The great New Zealand airport rip-off

Air New Zealand today labelled Auckland airport's increase in the valuation of its total assets by $1.4 billion nothing short of a rip off.

"This valuation is beyond belief," said Rob Fyfe, Chief Executive Officer. The airport is claiming a 1.2 billion dollar increase just in the value of its land alone. That's an increase of 260 percent in four years."

Auckland Airport's last valuation was in 2002, which estimated the total worth of its property, plant, equipment and investment properties at $1.3 billion.

Today's valuation estimates the airport is worth $2.7 billion.

"Auckland Airport is asking us to believe that it is almost double the value of Melbourne Airport which serves a city of four times the size," Mr Fyfe said.

He noted the timing of Auckland airport's valuation release today was very convenient.

"The airport and airlines are currently due to enter the next round of consultations to settle the user charges airlines pay for the next 5 years. Ultimately we believe grossly inflated valuations like this will be used to justify extortionate increases in airport user charges," he said.
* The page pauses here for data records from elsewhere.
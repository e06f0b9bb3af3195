// ---------------------------------------------------------------------------
// Command
// ---------------------------------------------------------------------------

use crate::{app::AppState, theme::Theme};

/// A parsed, validated command ready to be executed by the app shell.
#[derive(Debug, Clone, PartialEq, Eq)]
pub enum Command {
    // Close the app
    Quit,
    // Display help
    Help,
    // Change theme
    Theme(String),
    // Re-fetch today's Pokémon from the configured source
    Reload,
    // Empty the search box and close the dropdown
    Clear,
}

impl Command {
    /// Parse a raw command string (the text after the `:` prefix).
    ///
    /// Returns `Ok(cmd)` on success, `Err(message)` on failure. An empty
    /// string returns `Err("")` as a sentinel meaning "close without acting".
    pub fn parse(input: &str) -> Result<Command, String> {
        let input = input.trim();
        if input.is_empty() {
            return Err(String::new());
        }

        let (word, rest) = input
            .split_once(char::is_whitespace)
            .map(|(w, r)| (w, r.trim()))
            .unwrap_or((input, ""));

        match word {
            "q" | "quit" | "q!" | "quit!" => Ok(Command::Quit),
            "help" => Ok(Command::Help),
            "reload" => Ok(Command::Reload),
            "clear" => Ok(Command::Clear),
            "theme" => {
                if rest.is_empty() {
                    Err("usage: theme <default|gruvbox>".to_string())
                } else {
                    Ok(Command::Theme(rest.to_string()))
                }
            }
            other => Err(format!("unknown command: {other}")),
        }
    }
}

/// Execute a parsed [`Command`] against the application state.
pub fn execute_command(s: &mut AppState, cmd: Command) {
    match cmd {
        Command::Quit => {
            s.quit = true;
        }
        Command::Help => {
            s.show_help = !s.show_help;
        }
        Command::Theme(name) => {
            tracing::debug!(theme = %name, "theme switched");
            s.theme = Theme::by_name(&name);
        }
        Command::Reload => {
            s.request_reload();
        }
        Command::Clear => {
            s.clear_query();
        }
    }
}
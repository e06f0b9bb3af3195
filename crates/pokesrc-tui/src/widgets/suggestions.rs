//! Suggestion dropdown — the match list floating under the search bar.
//!
//! Each row shows the canonical Korean name and, dimmed, the English name.
//! The part of the row that the query matched is highlighted: the English
//! substring, the Korean substring, or the syllables whose initials matched.
//!
//! # Scroll semantics
//!
//! `selected` is an absolute index into `items`; `offset` is the first row
//! shown. Moving the selection past either edge of the window scrolls it.

use crate::event::{AppEvent, Direction};
use crate::theme::Theme;
use pokesrc_core::hangul::get_choseong;
use pokesrc_core::{MatchKind, SearchHit};
use ratatui::{
    buffer::Buffer,
    layout::Rect,
    style::Style,
    text::{Line, Span},
    widgets::{Block, Clear, Paragraph, Widget},
};

#[derive(Debug, Clone, PartialEq, Eq)]
pub struct Suggestion {
    pub korean: String,
    pub english: String,
    pub kind: MatchKind,
}

impl From<SearchHit<'_>> for Suggestion {
    fn from(hit: SearchHit<'_>) -> Self {
        Self {
            korean: hit.korean.to_string(),
            english: hit.english.to_string(),
            kind: hit.kind,
        }
    }
}

// ---------------------------------------------------------------------------
// State
// ---------------------------------------------------------------------------

#[derive(Debug, Default)]
pub struct SuggestionsState {
    pub items: Vec<Suggestion>,
    /// Query the items were computed for, used for highlighting.
    pub query: String,
    pub selected: usize,
    pub offset: usize,
    /// Rows visible at once.
    pub window: usize,
    /// Hidden after a submit until the next edit.
    pub dismissed: bool,
}

impl SuggestionsState {
    pub fn new(window: usize) -> Self {
        Self {
            window: window.max(1),
            ..Self::default()
        }
    }

    /// Replace the items after a matcher run.
    pub fn replace(&mut self, query: &str, items: Vec<Suggestion>) {
        self.query = query.to_string();
        self.items = items;
        self.selected = 0;
        self.offset = 0;
        self.dismissed = false;
    }

    pub fn clear(&mut self) {
        self.replace("", Vec::new());
    }

    pub fn is_visible(&self) -> bool {
        !self.items.is_empty() && !self.dismissed
    }

    pub fn selected_item(&self) -> Option<&Suggestion> {
        self.items.get(self.selected)
    }

    /// Rows the dropdown needs, borders excluded.
    pub fn visible_rows(&self) -> usize {
        self.items.len().min(self.window)
    }

    pub fn handle(&mut self, event: &AppEvent) {
        if self.items.is_empty() {
            return;
        }
        match event {
            AppEvent::Nav(Direction::Up) => {
                self.selected = self.selected.saturating_sub(1);
                if self.selected < self.offset {
                    self.offset = self.selected;
                }
            }
            AppEvent::Nav(Direction::Down) => {
                if self.selected + 1 < self.items.len() {
                    self.selected += 1;
                }
                if self.selected >= self.offset + self.window {
                    self.offset = self.selected + 1 - self.window;
                }
            }
            _ => return,
        }
        tracing::debug!(selected = self.selected, offset = self.offset, "suggestions: nav");
    }

    /// Select the item on the given visible row (mouse click).
    pub fn select_row(&mut self, row: usize) -> Option<&Suggestion> {
        let idx = self.offset + row;
        if idx < self.items.len() && row < self.window {
            self.selected = idx;
            self.items.get(idx)
        } else {
            None
        }
    }
}

// ---------------------------------------------------------------------------
// Highlighting
// ---------------------------------------------------------------------------

/// Character range of `text` matched by `needle`, compared case-insensitively
/// when `fold_case` is set.
fn char_range(text: &str, needle: &str, fold_case: bool) -> Option<(usize, usize)> {
    let (hay, needle) = if fold_case {
        (text.to_lowercase(), needle.to_lowercase())
    } else {
        (text.to_string(), needle.to_string())
    };
    let byte = hay.find(&needle)?;
    let start = hay[..byte].chars().count();
    Some((start, start + needle.chars().count()))
}

/// Character range of the syllables in `korean` whose initials spell `query`.
fn choseong_range(korean: &str, query: &str) -> Option<(usize, usize)> {
    // Positions in `korean` of the characters that survive choseong reduction.
    let kept: Vec<usize> = korean
        .chars()
        .enumerate()
        .filter(|(_, c)| !get_choseong(c.encode_utf8(&mut [0; 4])).is_empty())
        .map(|(i, _)| i)
        .collect();
    let (start, end) = char_range(&get_choseong(korean), query, false)?;
    if end == 0 || end > kept.len() {
        return None;
    }
    Some((kept[start], kept[end - 1] + 1))
}

fn split_spans<'a>(
    text: &'a str,
    range: Option<(usize, usize)>,
    base: Style,
    highlight: Style,
) -> Vec<Span<'a>> {
    let Some((start, end)) = range else {
        return vec![Span::styled(text, base)];
    };
    let byte_at = |n: usize| text.char_indices().nth(n).map(|(i, _)| i).unwrap_or(text.len());
    let (a, b) = (byte_at(start), byte_at(end));
    vec![
        Span::styled(&text[..a], base),
        Span::styled(&text[a..b], base.patch(highlight)),
        Span::styled(&text[b..], base),
    ]
}

fn suggestion_line<'a>(item: &'a Suggestion, query: &str, selected: bool, theme: &Theme) -> Line<'a> {
    let row = if selected { theme.suggestion_selected } else { Style::default() };
    let (korean_range, english_range) = match item.kind {
        MatchKind::English => (None, char_range(&item.english, query, true)),
        MatchKind::Korean => (char_range(&item.korean, query, false), None),
        MatchKind::Choseong => (choseong_range(&item.korean, query), None),
    };

    let mut spans = vec![Span::styled(if selected { " › " } else { "   " }, row)];
    spans.extend(split_spans(&item.korean, korean_range, row, theme.search_highlight));
    spans.push(Span::styled("  ", row));
    spans.extend(split_spans(
        &item.english,
        english_range,
        row.patch(theme.suggestion_secondary),
        theme.search_highlight,
    ));
    Line::from(spans).style(row)
}

// ---------------------------------------------------------------------------
// Widget
// ---------------------------------------------------------------------------

/// Floating dropdown. The caller passes the overlay rect (borders included)
/// computed by the app layout.
pub struct Suggestions<'a> {
    state: &'a SuggestionsState,
    theme: &'a Theme,
}

impl<'a> Suggestions<'a> {
    pub fn new(state: &'a SuggestionsState, theme: &'a Theme) -> Self {
        Self { state, theme }
    }
}

impl Widget for Suggestions<'_> {
    fn render(self, area: Rect, buf: &mut Buffer) {
        Clear.render(area, buf);

        let total = self.state.items.len();
        let title = format!(" {total}건 ");
        let block = Block::bordered()
            .title(title)
            .border_style(self.theme.border_focused);
        let inner = block.inner(area);
        block.render(area, buf);

        let lines: Vec<Line> = self
            .state
            .items
            .iter()
            .enumerate()
            .skip(self.state.offset)
            .take(inner.height as usize)
            .map(|(i, item)| {
                suggestion_line(item, &self.state.query, i == self.state.selected, self.theme)
            })
            .collect();

        Paragraph::new(lines).render(inner, buf);
    }
}

// ---------------------------------------------------------------------------
// Tests
// ---------------------------------------------------------------------------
Air New Zealand's Chief Financial Officer Rob McDonald noted that in the end it is the travelling public who end up paying for those increased charges, on top of other excessive costs they are already bearing such as inflated parking charges, taxi and rental car levies and departure charges."

Mr McDonald said he was sure this was not what the Government had intended when it originally sold its 52 percent shareholding in Auckland airport in 1998 through a public listing for $391 million, which would have valued the company at less than 30 percent of today's valuation.

"What we are seeing is the complete collapse of a regulatory framework that was inadequate in the first place."

"It's now open slather on travellers."

Mr McDonald said several of New Zealand's airports were among the most profitable in the world. Today's announcement made it clear that airports were intent on continuing to indulge in monopolistic price gouging.

He called for an immediate Government review of the airport regulatory framework to protect New Zealanders and the tourism industry from this display of greed.